Lake Vermont, also called Glacial Lake Vermont, was a temporary lake created by the retreating glaciers during the close of the last ice age. The lake once included land in the Canadian province of Quebec and the American states Vermont and New York. It was a geologic predecessor of Lake Champlain. Once the glacier retreated far enough north, it drained into Glacial Lake Candona, a geologic predecessor of the St. Lawrence River.

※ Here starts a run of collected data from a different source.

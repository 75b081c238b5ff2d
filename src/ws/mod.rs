//! WebSocket gateway: wire protocol and per-connection sessions

pub mod handler;
pub mod protocol;
//! Application wiring

mod state;

pub use state::AppState;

At one time, Lake Vermont may have reached nearly as far south as to what is now Albany, New York. The surface of the lake was about 500 ft above present day Lake Champlain, and was up to 900 ft deep. The lake contained muddy water, and the sediment of Lake Vermont contains silt/clay varves, with silt being deposited during summer and clay during the less-energetic flow of winter.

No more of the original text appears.